Il ritrovo è fissato ai giardini antistanti la scuola Marconi di via Lilliano e Meoli, ore 9:30 di sabato mattina, guanti (da giardiniere) e mascherina (anti-covid).
Siamo all’ombra della Lavandaia, chiaramente.
Lorenzo ha coordinato l’operazione “Puliamo Grassina”, idea che ha velocemente trasformato in effettività: lui e il compaesano Cristian hanno già sanificato i giardini comunali in via Bikila, quelli alla Casa del Popolo di Grassina.
“C’erano ancora i coriandoli in terra da Carnevale, è passato più di un mese”.
Poi, dopo le segnalazioni e un video circolato su Facebook di sporcizia diffusa al parco della scuola elementare del paese, ha organizzato la seconda uscita. Stavolta più numerosa: Lisa, Simone, Lorenzo e Cristian, Samantha. A metà mattinata ecco anche l’altro Simone, dispensatore d’acqua e, una volta sul posto, rimasto a pulire.
“Siamo stanchi di vedere le aree di Grassina dove giocano i nostri figli invase da sporcizia che non viene rimossa. Ci vuole più senso civico e amore per il paese, ci vogliono sicuramente interventi di pulizia – da parte degli operatori ecologici – più risolutivi.”

Rastrelli, granate e palette, secchi e sacchi per raccogliere e portare via la “refurtiva”…che abbonda: trovati reperti che potremmo definire archeologici dal tempo immemore che hanno trascorso in natura, vasi, ciabatte e un ombrello (andavano in spiaggia?), una paletta, contenitori di plastica, oltre a brick di bibite e altro sudicio più comune. 

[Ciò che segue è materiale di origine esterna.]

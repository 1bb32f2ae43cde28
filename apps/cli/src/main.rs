//! filedrop command-line client entry point.

mod cli;
mod config;
mod render;

use std::path::{Path, PathBuf};
use std::process::ExitCode;
use std::sync::Arc;

use anyhow::{Context, bail};
use filedrop_client::StorageClient;
use filedrop_transfer::FileSource;
use filedrop_upload::{FailurePolicy, UploadSequencer};
use tracing_subscriber::EnvFilter;

use crate::cli::{Cli, Command};
use crate::config::ClientConfig;

#[tokio::main]
async fn main() -> anyhow::Result<ExitCode> {
    tracing_subscriber::fmt()
        .with_env_filter(
            EnvFilter::try_from_default_env().unwrap_or_else(|_| EnvFilter::new("info")),
        )
        .with_writer(std::io::stderr)
        .init();

    tracing::info!(version = env!("CARGO_PKG_VERSION"), "starting filedrop");

    let args = Cli::parse_args();

    let mut config = match &args.config {
        Some(path) => ClientConfig::load_from(path)?,
        None => ClientConfig::load()?,
    };
    if let Some(server) = args.server {
        config.server_url = server;
    }
    tracing::debug!(server = %config.server_url, "configuration loaded");

    let client = StorageClient::with_timeout(&config.server_url, config.request_timeout())?;

    match args.command {
        Command::Upload {
            path,
            chunk_size,
            policy,
            name,
        } => {
            let chunk_size = chunk_size.unwrap_or(config.chunk_size);
            let policy = policy.unwrap_or(config.failure_policy);
            upload(client, &path, name.as_deref(), chunk_size, policy).await
        }
        Command::List => Ok(print_files(client.list_files().await)),
        Command::Search { pattern } => Ok(print_files(client.search(&pattern).await)),
        Command::Download { name, output } => {
            let dir = output.unwrap_or_else(|| config.download_dir());
            download(&client, &name, dir).await
        }
        Command::Url { name } => {
            println!("{}", client.download_url(&name)?);
            Ok(ExitCode::SUCCESS)
        }
    }
}

async fn upload(
    client: StorageClient,
    path: &Path,
    name: Option<&str>,
    chunk_size: u64,
    policy: FailurePolicy,
) -> anyhow::Result<ExitCode> {
    if chunk_size == 0 {
        bail!("chunk size must be greater than zero");
    }

    let source = match name {
        Some(name) => FileSource::open_as(path, name),
        None => FileSource::open(path),
    }
    .with_context(|| format!("opening {}", path.display()))?;

    let mut sequencer = UploadSequencer::new(Arc::new(client)).with_policy(policy);
    let cancel = sequencer.cancel_token();
    let mut events = sequencer
        .take_events()
        .context("upload events already taken")?;

    let printer = tokio::spawn(async move {
        while let Some(event) = events.recv().await {
            if let Some(line) = render::progress_line(&event) {
                eprintln!("{line}");
            }
        }
    });

    let interrupt = tokio::spawn(async move {
        if tokio::signal::ctrl_c().await.is_ok() {
            tracing::warn!("interrupted, stopping after the current chunk");
            cancel.cancel();
        }
    });

    let report = sequencer.run(Arc::new(source), chunk_size).await;
    interrupt.abort();
    // Dropping the sequencer closes the event channel and ends the printer.
    drop(sequencer);
    let _ = printer.await;

    println!("{}", render::upload_summary(&report));
    Ok(if report.is_intact() {
        ExitCode::SUCCESS
    } else {
        ExitCode::FAILURE
    })
}

async fn download(client: &StorageClient, name: &str, dir: PathBuf) -> anyhow::Result<ExitCode> {
    tokio::fs::create_dir_all(&dir)
        .await
        .with_context(|| format!("creating {}", dir.display()))?;
    let file = client.download(name, &dir).await?;
    println!("saved {} ({} bytes)", file.path.display(), file.bytes);
    Ok(ExitCode::SUCCESS)
}

fn print_files(result: Result<Vec<String>, filedrop_client::Error>) -> ExitCode {
    if let Err(e) = &result {
        tracing::error!(error = %e, "request failed");
    }
    for line in render::file_lines(&result) {
        println!("{line}");
    }
    if result.is_ok() {
        ExitCode::SUCCESS
    } else {
        ExitCode::FAILURE
    }
}
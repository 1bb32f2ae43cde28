//! HTTP client for the filedrop storage service.
//!
//! Covers the four service operations: chunk upload, listing, search and
//! download. [`StorageClient`] also implements
//! [`filedrop_upload::ChunkTransmitter`], so it can be handed straight to an
//! [`filedrop_upload::UploadSequencer`].

pub mod client;

pub use client::{DownloadedFile, Error, StorageClient};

Il borro delle argille in particolare, adiacente all’area parcheggio della scuola, è da sempre luogo di scarico illegale e indiscriminato: qualche anno fa venne rinvenuto un motorino, di quelli che andavano nei primi anni 2000 ma ancora oggi il vizietto di scarico non sembra démodé.
“Continueremo a pulire le aree verdi di Grassina, mantenendo tra noi il distanziamento e con i DPI obbligatori. Chi vuole può unirsi ai prossimi appuntamenti di “Puliamo Grassina” che indicherò sul gruppo Facebook “Sei di Grassina se”, spiega Lorenzo.
In questo periodo di lavoro a singhiozzo e tempo libero, i grassinesi hanno trovato una maniera utile e produttiva di re-impiego, all’insegna di un senso civico declinato al tema ambientale che va, ogni volta sia possibile, sottolineato e rivitalizzato.
Saremmo in zona rossa e, pertanto, non potremmo uscire?
Si, giusto. Tuttavia la pulizia avviene in ampie aree esterne, alla stregua di un lavoro, sicuramente prezioso come un lavoro che spesso viene omesso. E, permetteteci, sempre meglio rimboccarsi le maniche per risolvere il problema – se in sicurezza come in tale caso – piuttosto di inveire contro il problema sbraitando sui social.